The most common causes are: a trailing comma after the last item in an array or object (valid in JavaScript but not in JSON), single quotes instead of double quotes around strings, an unquoted key name, or a comment inside the JSON (JSON doesn't support comments - not even // or /* */). The formatter flags the JSON as invalid the moment any of these appear, so if formatting fails, check these four causes first.
What is the difference between JSON and a JavaScript object?
JSON is a text format derived from JavaScript syntax, but it has stricter rules. All keys must be double-quoted strings. Values cannot be undefined, functions, or NaN. Trailing commas are not allowed. A JavaScript object literal is more permissive - but when you serialize it with JSON.stringify(), the output must be valid JSON.
How do I format a minified or compressed JSON string?
Paste the minified JSON into the input field and click Format, or turn on Auto Format to beautify it the moment you paste. The formatter applies consistent indentation (2 or 4 spaces, your choice) and line breaks so nested objects and arrays are readable. This is useful for inspecting API responses, compressed config files, or database query results.
What does minify JSON do?
Minifying removes all whitespace, newlines, and indentation from a JSON string. The result is the smallest possible representation of the same data - useful for storing in a database, sending over a network, or comparing against another payload byte-for-byte.
Is it safe to paste API keys or private data into this formatter?
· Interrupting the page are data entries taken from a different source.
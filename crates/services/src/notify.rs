//! Transient user-facing messages ("toasts").

use std::sync::{Mutex, PoisonError};

use study_core::model::QuizId;
use study_core::quiz::QuizScore;

/// Events worth telling the learner about.
#[derive(Debug, Clone, PartialEq, Eq)]
#[non_exhaustive]
pub enum Notification {
    QuizCompleted {
        quiz_id: QuizId,
        title: String,
        score: QuizScore,
    },
    CardsShuffled,
    StudySessionComplete {
        reviewed: usize,
    },
    UploadSucceeded {
        file_name: String,
    },
    UploadFailed {
        file_name: String,
        reason: String,
    },
    NotAuthenticated,
}

impl Notification {
    #[must_use]
    pub fn title(&self) -> &'static str {
        match self {
            Notification::QuizCompleted { .. } => "Quiz complete!",
            Notification::CardsShuffled => "Cards shuffled!",
            Notification::StudySessionComplete { .. } => "Study session complete!",
            Notification::UploadSucceeded { .. } => "File uploaded successfully!",
            Notification::UploadFailed { .. } | Notification::NotAuthenticated => "Upload failed",
        }
    }

    #[must_use]
    pub fn description(&self) -> String {
        match self {
            Notification::QuizCompleted { title, score, .. } => format!(
                "You scored {} / {} ({}%) on {title}.",
                score.correct(),
                score.total(),
                score.percentage()
            ),
            Notification::CardsShuffled => {
                "Flashcards have been randomized for better learning.".to_string()
            }
            Notification::StudySessionComplete { .. } => {
                "Great job reviewing your flashcards. Keep up the good work!".to_string()
            }
            Notification::UploadSucceeded { file_name } => {
                format!("{file_name} has been processed and added to your notes.")
            }
            Notification::UploadFailed { file_name, .. } => {
                format!("{file_name} could not be uploaded.")
            }
            Notification::NotAuthenticated => "User not authenticated.".to_string(),
        }
    }
}

/// Sink for notifications; the presentation layer decides how to show them.
pub trait Notifier: Send + Sync {
    fn notify(&self, notification: Notification);
}

/// Buffers notifications until the caller drains them.
#[derive(Debug, Default)]
pub struct RecordingNotifier {
    inner: Mutex<Vec<Notification>>,
}

impl RecordingNotifier {
    #[must_use]
    pub fn new() -> Self {
        Self::default()
    }

    /// Removes and returns everything recorded so far.
    pub fn drain(&self) -> Vec<Notification> {
        std::mem::take(&mut *self.inner.lock().unwrap_or_else(PoisonError::into_inner))
    }

    #[must_use]
    pub fn snapshot(&self) -> Vec<Notification> {
        self.inner
            .lock()
            .unwrap_or_else(PoisonError::into_inner)
            .clone()
    }
}

impl Notifier for RecordingNotifier {
    fn notify(&self, notification: Notification) {
        self.inner
            .lock()
            .unwrap_or_else(PoisonError::into_inner)
            .push(notification);
    }
}

#[cfg(test)]
mod tests {
    use super::*;

    #[test]
    fn quiz_completed_describes_score() {
        let n = Notification::QuizCompleted {
            quiz_id: QuizId::new(1),
            title: "React Basics".into(),
            score: QuizScore::new(1, 2),
        };
        assert_eq!(n.title(), "Quiz complete!");
        assert_eq!(n.description(), "You scored 1 / 2 (50%) on React Basics.");
    }

    #[test]
    fn upload_messages_name_the_file() {
        let ok = Notification::UploadSucceeded {
            file_name: "ml.pdf".into(),
        };
        assert_eq!(ok.description(), "ml.pdf has been processed and added to your notes.");

        let failed = Notification::UploadFailed {
            file_name: "ml.pdf".into(),
            reason: "connection error".into(),
        };
        assert_eq!(failed.title(), "Upload failed");
        assert_eq!(failed.description(), "ml.pdf could not be uploaded.");
    }

    #[test]
    fn recording_notifier_drains() {
        let sink = RecordingNotifier::new();
        sink.notify(Notification::CardsShuffled);
        assert_eq!(sink.snapshot().len(), 1);
        assert_eq!(sink.drain(), vec![Notification::CardsShuffled]);
        assert!(sink.drain().is_empty());
    }
}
The formatting and validation happen entirely in your browser using the standard JSON.parse and JSON.stringify functions - nothing is uploaded to a server. You can confirm this yourself: open your browser's DevTools Network tab before pasting, and you'll see no outgoing requests fire when you format or validate JSON on this page.
What does formatting actually change in my JSON?
Only whitespace - the data itself is untouched. For example, {"name":"Aisha","active":true,"tags":["admin","dev"]} becomes the same object spread across multiple lines with your chosen indentation (2 or 4 spaces), making the nesting visible at a glance. Minify does the reverse: it strips the formatting back down to that single compact line.
Does this formatter support JSON5 or JSONC (JSON with comments)?
No. This tool parses with the browser's native JSON.parse, which only accepts standard JSON as defined in RFC 8259 - no comments, no trailing commas, and no unquoted keys. Config files like tsconfig.json often use JSONC and will show as invalid here until comments and trailing commas are removed.
Is there a limit on how large a JSON file I can format?
There's no hard-coded size limit in the tool itself. Parsing and formatting both happen in your browser's memory, so in practice the ceiling is your device's available memory rather than a fixed number - typical API responses and config files up to several megabytes format instantly.